Practice bite-sized behaviours
Here are suggestions for small but significantly beneficial activities:
• step outside to savour some fresh air
• sit in the car to catch your breath
• take a hot bath
• process your feelings with your partner
• watch a funny or inspiring show
Focus on activities that fill you up
Do this when you are by yourself and with your kids. This might mean working on your novel and reading your favourite books to your child. It might mean teaching them to bake brownies while singing songs, like you did with your mom. It might mean painting or learning a new language together, because that’s what you are interested in too.

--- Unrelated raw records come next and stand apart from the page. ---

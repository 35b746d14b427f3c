use std::time::Duration;

use thiserror::Error;

use crate::sequencer::MacroState;

#[derive(Error, Debug)]
pub enum BotError {
    /// No locate strategy succeeded before the spec's timeout elapsed.
    #[error("element '{element}' not found within {timeout:?}")]
    LocateTimeout { element: String, timeout: Duration },

    /// A macro aborted; carries the exact state it failed in so the
    /// operator knows which screen changed.
    #[error("macro '{name}' failed at {state}: {reason}")]
    SequenceFailed {
        name: String,
        state: MacroState,
        reason: String,
    },

    /// A retried operation ran out of attempts; carries the last underlying
    /// failure so nothing is swallowed past the retry boundary.
    #[error("'{label}' failed after {attempts} attempts: {source}")]
    RetryExhausted {
        label: String,
        attempts: u32,
        #[source]
        source: Box<BotError>,
    },

    /// Header marker missing/duplicated, or a mapped column absent.
    #[error("report schema mismatch: {0}")]
    SchemaMismatch(String),

    /// Database failure; the surrounding transaction is fully rolled back.
    #[error("sync transaction failed: {0}")]
    Sync(#[from] rusqlite::Error),

    #[error("screen capture failed: {0}")]
    Capture(String),

    #[error("synthetic input failed: {0}")]
    Input(String),

    #[error("invalid element spec '{0}': no locating method supplied")]
    InvalidSpec(String),

    #[error(transparent)]
    Io(#[from] std::io::Error),
}
//! Finds on-screen controls with a cascade of detection strategies.
//!
//! The target application has no stable addressing scheme, so every control
//! is described by an [`ElementSpec`] carrying up to four ways of finding
//! it. Strategies run cheapest/most specific first; the fixed coordinate is
//! the last resort because it breaks the moment the layout shifts.

use std::cell::RefCell;
use std::collections::HashMap;
use std::fmt;
use std::path::PathBuf;
use std::sync::Arc;
use std::time::{Duration, Instant};

use image::GrayImage;
use tracing::{debug, info};

use crate::errors::BotError;
use crate::screen::{ScreenDriver, ScreenPoint};

const DEFAULT_CONFIDENCE: f32 = 0.9;
const DEFAULT_LOOKUP_TIMEOUT: Duration = Duration::from_secs(10);
const DEFAULT_POLL_INTERVAL: Duration = Duration::from_millis(500);

/// Describes one on-screen target. At least one locating method (template,
/// text or fixed point) must be present.
#[derive(Debug, Clone)]
pub struct ElementSpec {
    pub name: String,
    pub primary_template: Option<PathBuf>,
    pub secondary_template: Option<PathBuf>,
    pub text: Option<String>,
    pub fixed: Option<ScreenPoint>,
    pub confidence: f32,
    pub timeout: Duration,
}

impl ElementSpec {
    pub fn named(name: impl Into<String>) -> Self {
        Self {
            name: name.into(),
            primary_template: None,
            secondary_template: None,
            text: None,
            fixed: None,
            confidence: DEFAULT_CONFIDENCE,
            timeout: DEFAULT_LOOKUP_TIMEOUT,
        }
    }

    pub fn with_template(mut self, path: impl Into<PathBuf>) -> Self {
        self.primary_template = Some(path.into());
        self
    }

    pub fn with_secondary_template(mut self, path: impl Into<PathBuf>) -> Self {
        self.secondary_template = Some(path.into());
        self
    }

    pub fn with_text(mut self, pattern: impl Into<String>) -> Self {
        self.text = Some(pattern.into());
        self
    }

    pub fn with_fixed(mut self, point: ScreenPoint) -> Self {
        self.fixed = Some(point);
        self
    }

    pub fn with_confidence(mut self, confidence: f32) -> Self {
        self.confidence = confidence;
        self
    }

    pub fn with_timeout(mut self, timeout: Duration) -> Self {
        self.timeout = timeout;
        self
    }

    fn validate(&self) -> Result<(), BotError> {
        if self.primary_template.is_none()
            && self.secondary_template.is_none()
            && self.text.is_none()
            && self.fixed.is_none()
        {
            return Err(BotError::InvalidSpec(self.name.clone()));
        }
        Ok(())
    }
}

/// Which strategy produced a location, reported for observability.
#[derive(Debug, Clone, Copy, PartialEq, Eq)]
pub enum Strategy {
    PrimaryTemplate,
    SecondaryTemplate,
    Text,
    FixedPoint,
}

impl fmt::Display for Strategy {
    fn fmt(&self, f: &mut fmt::Formatter<'_>) -> fmt::Result {
        let s = match self {
            Strategy::PrimaryTemplate => "primary template",
            Strategy::SecondaryTemplate => "secondary template",
            Strategy::Text => "text",
            Strategy::FixedPoint => "fixed point",
        };
        f.write_str(s)
    }
}

#[derive(Debug, Clone, Copy)]
pub struct Location {
    pub point: ScreenPoint,
    pub strategy: Strategy,
}

/// Polling element lookup over a [`ScreenDriver`].
pub struct ElementLocator {
    driver: Arc<dyn ScreenDriver>,
    poll_interval: Duration,
    // Template assets are small and re-used every poll; decode them once.
    templates: RefCell<HashMap<PathBuf, GrayImage>>,
}

impl ElementLocator {
    pub fn new(driver: Arc<dyn ScreenDriver>) -> Self {
        Self {
            driver,
            poll_interval: DEFAULT_POLL_INTERVAL,
            templates: RefCell::new(HashMap::new()),
        }
    }

    pub fn with_poll_interval(mut self, interval: Duration) -> Self {
        self.poll_interval = interval;
        self
    }

    /// Poll until the spec's timeout elapses. `Ok(None)` means not found;
    /// plain absence is not an error at this layer.
    pub fn try_locate(&self, spec: &ElementSpec) -> Result<Option<Location>, BotError> {
        spec.validate()?;
        let deadline = Instant::now() + spec.timeout;
        loop {
            if let Some(location) = self.attempt(spec)? {
                info!(
                    element = %spec.name,
                    strategy = %location.strategy,
                    x = location.point.x,
                    y = location.point.y,
                    "element located"
                );
                return Ok(Some(location));
            }
            if Instant::now() >= deadline {
                debug!(element = %spec.name, "lookup timed out");
                return Ok(None);
            }
            std::thread::sleep(self.poll_interval);
        }
    }

    /// As [`try_locate`](Self::try_locate), but absence becomes a typed
    /// [`BotError::LocateTimeout`] for callers that propagate.
    pub fn locate(&self, spec: &ElementSpec) -> Result<Location, BotError> {
        self.try_locate(spec)?.ok_or_else(|| BotError::LocateTimeout {
            element: spec.name.clone(),
            timeout: spec.timeout,
        })
    }

    /// One pass through the strategy cascade, stopping at the first hit.
    fn attempt(&self, spec: &ElementSpec) -> Result<Option<Location>, BotError> {
        if let Some(path) = &spec.primary_template {
            if let Some(point) = self.match_template(path, spec.confidence)? {
                return Ok(Some(Location {
                    point,
                    strategy: Strategy::PrimaryTemplate,
                }));
            }
        }
        if let Some(path) = &spec.secondary_template {
            if let Some(point) = self.match_template(path, spec.confidence)? {
                return Ok(Some(Location {
                    point,
                    strategy: Strategy::SecondaryTemplate,
                }));
            }
        }
        if let Some(pattern) = &spec.text {
            if let Some(point) = self.driver.find_text(pattern)? {
                return Ok(Some(Location {
                    point,
                    strategy: Strategy::Text,
                }));
            }
        }
        if let Some(point) = spec.fixed {
            return Ok(Some(Location {
                point,
                strategy: Strategy::FixedPoint,
            }));
        }
        Ok(None)
    }

    fn match_template(
        &self,
        path: &PathBuf,
        confidence: f32,
    ) -> Result<Option<ScreenPoint>, BotError> {
        let template = self.load_template(path)?;
        let hit = self.driver.find_template(&template)?;
        match hit {
            Some(hit) if hit.score >= confidence => Ok(Some(hit.point)),
            Some(hit) => {
                debug!(template = %path.display(), score = hit.score, "below confidence");
                Ok(None)
            }
            None => Ok(None),
        }
    }

    fn load_template(&self, path: &PathBuf) -> Result<GrayImage, BotError> {
        if let Some(cached) = self.templates.borrow().get(path) {
            return Ok(cached.clone());
        }
        let template = image::open(path)
            .map_err(|e| BotError::Capture(format!("template '{}': {e}", path.display())))?
            .into_luma8();
        self.templates
            .borrow_mut()
            .insert(path.clone(), template.clone());
        Ok(template)
    }
}
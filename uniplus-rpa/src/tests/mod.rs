//! Unit tests that need a scripted screen driver.

mod locator_tests;

use std::cell::RefCell;
use std::collections::HashMap;
use std::path::Path;
use std::time::Duration;

use image::GrayImage;

use crate::errors::BotError;
use crate::screen::{Frame, Key, ScreenDriver, ScreenPoint, TemplateHit};

/// Scripted driver: template hits are keyed by template dimensions, text
/// hits by pattern, and every call is recorded for order/count assertions.
#[derive(Default)]
pub struct MockDriver {
    pub template_hits: HashMap<(u32, u32), f32>,
    pub text_hits: HashMap<String, ScreenPoint>,
    pub fail_input: bool,
    pub calls: RefCell<Vec<String>>,
}

impl MockDriver {
    pub fn log(&self, entry: impl Into<String>) {
        self.calls.borrow_mut().push(entry.into());
    }

    pub fn calls(&self) -> Vec<String> {
        self.calls.borrow().clone()
    }

    fn input(&self, entry: String) -> Result<(), BotError> {
        self.log(entry);
        if self.fail_input {
            Err(BotError::Input("scripted input failure".into()))
        } else {
            Ok(())
        }
    }
}

impl ScreenDriver for MockDriver {
    fn capture(&self) -> Result<Frame, BotError> {
        self.log("capture");
        Ok(Frame {
            data: vec![0; 16],
            width: 2,
            height: 2,
        })
    }

    fn find_template(&self, template: &GrayImage) -> Result<Option<TemplateHit>, BotError> {
        let dims = template.dimensions();
        self.log(format!("template {}x{}", dims.0, dims.1));
        Ok(self.template_hits.get(&dims).map(|score| TemplateHit {
            point: ScreenPoint::new(dims.0 as i32, dims.1 as i32),
            score: *score,
        }))
    }

    fn find_text(&self, pattern: &str) -> Result<Option<ScreenPoint>, BotError> {
        self.log(format!("text {pattern}"));
        Ok(self.text_hits.get(pattern).copied())
    }

    fn click(&self, point: ScreenPoint) -> Result<(), BotError> {
        self.input(format!("click {},{}", point.x, point.y))
    }

    fn press(&self, key: Key) -> Result<(), BotError> {
        self.input(format!("press {key:?}"))
    }

    fn chord(&self, keys: &[Key]) -> Result<(), BotError> {
        self.input(format!("chord {keys:?}"))
    }

    fn type_text(&self, text: &str, _interval: Duration) -> Result<(), BotError> {
        self.input(format!("type {text}"))
    }

    fn launch(&self, path: &Path) -> Result<(), BotError> {
        self.input(format!("launch {}", path.display()))
    }
}

/// Write a distinguishable grayscale checker as a PNG template asset.
pub fn write_template(dir: &Path, name: &str, width: u32, height: u32) -> std::path::PathBuf {
    let image = GrayImage::from_fn(width, height, |x, y| {
        image::Luma([if (x + y) % 2 == 0 { 255 } else { 0 }])
    });
    let path = dir.join(name);
    image.save(&path).expect("template asset written");
    path
}
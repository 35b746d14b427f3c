//! Per-run composition: extract → normalize → reconcile → archive.
//!
//! The runner is parameterized by a per-bot configuration record instead of
//! a bot class hierarchy; every bot shares this exact pipeline and differs
//! only in its [`BotSpec`].

use std::fs;
use std::path::{Path, PathBuf};
use std::sync::Arc;

use rusqlite::Connection;
use tracing::{info, warn};

use crate::errors::BotError;
use crate::ingest::{normalize, IngestRules, RawGrid};
use crate::retry::Retry;
use crate::screen::ScreenDriver;
use crate::sequencer::{ActionSequencer, ReportMacro};
use crate::sync::{SyncEngine, SyncPolicy, TableSchema};
use crate::CancelToken;

/// Everything that distinguishes one bot from another. Supplied as opaque
/// configuration; the core never parses configuration files itself.
#[derive(Debug, Clone)]
pub struct BotSpec {
    pub name: String,
    pub extract: ReportMacro,
    pub rules: IngestRules,
    pub schema: TableSchema,
    pub policy: SyncPolicy,
    /// Where the save-as dialog drops the export.
    pub input_dir: PathBuf,
    /// Where processed exports are moved after a successful commit.
    pub archive_dir: PathBuf,
}

#[derive(Debug, Default, Clone, Copy, PartialEq, Eq)]
pub struct RunSummary {
    pub files: usize,
    pub inserted: usize,
}

pub struct BotRunner {
    driver: Arc<dyn ScreenDriver>,
    retry: Retry,
    cancel: CancelToken,
}

impl BotRunner {
    pub fn new(driver: Arc<dyn ScreenDriver>, cancel: CancelToken) -> Self {
        Self {
            driver,
            retry: Retry::default(),
            cancel,
        }
    }

    pub fn with_retry(mut self, retry: Retry) -> Self {
        self.retry = retry;
        self
    }

    /// One full run. Extraction failure aborts before any database work; a
    /// source file is archived only after its rows are committed, so a
    /// failed run leaves it in place for the next invocation and the delta
    /// computation makes that reprocessing a no-op.
    pub fn run(&self, conn: &mut Connection, bot: &BotSpec) -> Result<RunSummary, BotError> {
        info!(bot = %bot.name, "run started");

        let sequencer = ActionSequencer::new(self.driver.clone(), self.cancel.clone());
        self.retry
            .run(&format!("extract '{}'", bot.name), || {
                sequencer.run(&bot.extract)
            })?;

        let exports = pending_exports(&bot.input_dir)?;
        if exports.is_empty() {
            warn!(bot = %bot.name, dir = %bot.input_dir.display(), "no exports to process");
            return Ok(RunSummary::default());
        }

        let engine = SyncEngine::new(bot.schema.clone());
        let mut summary = RunSummary::default();
        for path in exports {
            info!(bot = %bot.name, file = %path.display(), "processing export");
            let records = load_and_normalize(&path, &bot.rules)?;
            summary.inserted += engine.commit(conn, &records, bot.policy)?;
            summary.files += 1;
            archive(&path, &bot.archive_dir)?;
        }

        info!(bot = %bot.name, files = summary.files, inserted = summary.inserted, "run finished");
        Ok(summary)
    }
}

fn load_and_normalize(
    path: &Path,
    rules: &IngestRules,
) -> Result<Vec<crate::ingest::Record>, BotError> {
    let grid = RawGrid::from_csv_path(path)?;
    normalize(&grid, rules)
}

/// Exports waiting in the input directory, oldest name first so re-runs are
/// deterministic.
fn pending_exports(dir: &Path) -> Result<Vec<PathBuf>, BotError> {
    let mut files = Vec::new();
    for entry in fs::read_dir(dir)? {
        let path = entry?.path();
        if path.extension().is_some_and(|ext| ext == "csv") {
            files.push(path);
        }
    }
    files.sort();
    Ok(files)
}

/// Move the processed export out of the input directory. Never rewrites the
/// source in place; falls back to copy+remove across filesystems.
fn archive(path: &Path, archive_dir: &Path) -> Result<(), BotError> {
    fs::create_dir_all(archive_dir)?;
    let file_name = path
        .file_name()
        .ok_or_else(|| BotError::Io(std::io::Error::other("export has no file name")))?;
    let target = archive_dir.join(file_name);
    if fs::rename(path, &target).is_err() {
        fs::copy(path, &target)?;
        fs::remove_file(path)?;
    }
    info!(to = %target.display(), "export archived");
    Ok(())
}
use crate::config::EngineConfig;
use crate::context::EngineContext;
use crate::contract;
use crate::correlation;
use crate::deployment::validate_definition;
use crate::lifecycle::{self, StartCause};
use crate::recovery::{self, RecoveryReport};
use crate::resolver::ExpressionResolver;
use crate::scheduler::{self, EngineHandle, WorkItem};
use crate::search::{paginate, FlowNodeFilter, SearchOptions, SearchResult};
use crate::state_machine;
use crate::store::{FlowNodeTrigger, MemoryStore, ProcessStore};
use crate::working_set::WorkingSet;
use bpmncore::{
    ArchivedDataInstance, ArchivedFlowNodeInstance, ArchivedProcessInstance, DataContainer,
    DataInstance, DefinitionId, Document, DocumentSlot, EngineError, EngineEvent,
    EvaluatorRegistry, FlowNodeDefinitionKind, FlowNodeInstance, FlowNodeInstanceId,
    FlowNodeState, FlowNodeType, MessageInstance, MessageInstanceId, NotFound, ProcessDefinition,
    ProcessInstance, ProcessInstanceId, Result, UserId, Value, STRING_INDEX_SLOTS,
};
use chrono::{DateTime, Utc};
use std::collections::BTreeMap;
use std::ops::Range;
use std::sync::atomic::{AtomicBool, Ordering};
use std::sync::Arc;
use tokio::sync::broadcast;

/// Public entry point of the engine.
///
/// Nothing is accepted until [`ProcessEngine::after_services_start`] has run
/// the restart recovery.
pub struct ProcessEngine {
    ctx: Arc<EngineContext>,
    ready: AtomicBool,
}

Find creative ways to connect
It may be tough for parents to line up their timelines with other parents’ busy schedules in order to connect. But that doesn’t mean connection is impossible. You also can start a two-person book club or schedule exercise dates: practice yoga over Zoom, meet for a bike ride, or call each other while taking a walk around the block.
Be gentle with yourself
Self-compassion can be a boon to mental health, especially when you’re struggling and stressed out. On difficult days, acknowledge that you’re having a hard time and lower your expectations. Giving yourself shame-free permission to skip the chores, eat another frozen meal, and increase screen time for your kids.
Remind yourself that you’re doing the best you can. Let yourself feel your feelings — and cry when you need to. If you feel selfish caring for your mental health, remember that you’re a human being who deserves to feel and be well — just like anyone else.
So, just like you fill up your gas tank, check your oil, and add air to your tires for a long car trip, “you want to make sure you are fueled up mentally and physically” for one of the best adventures you’ll ever experience.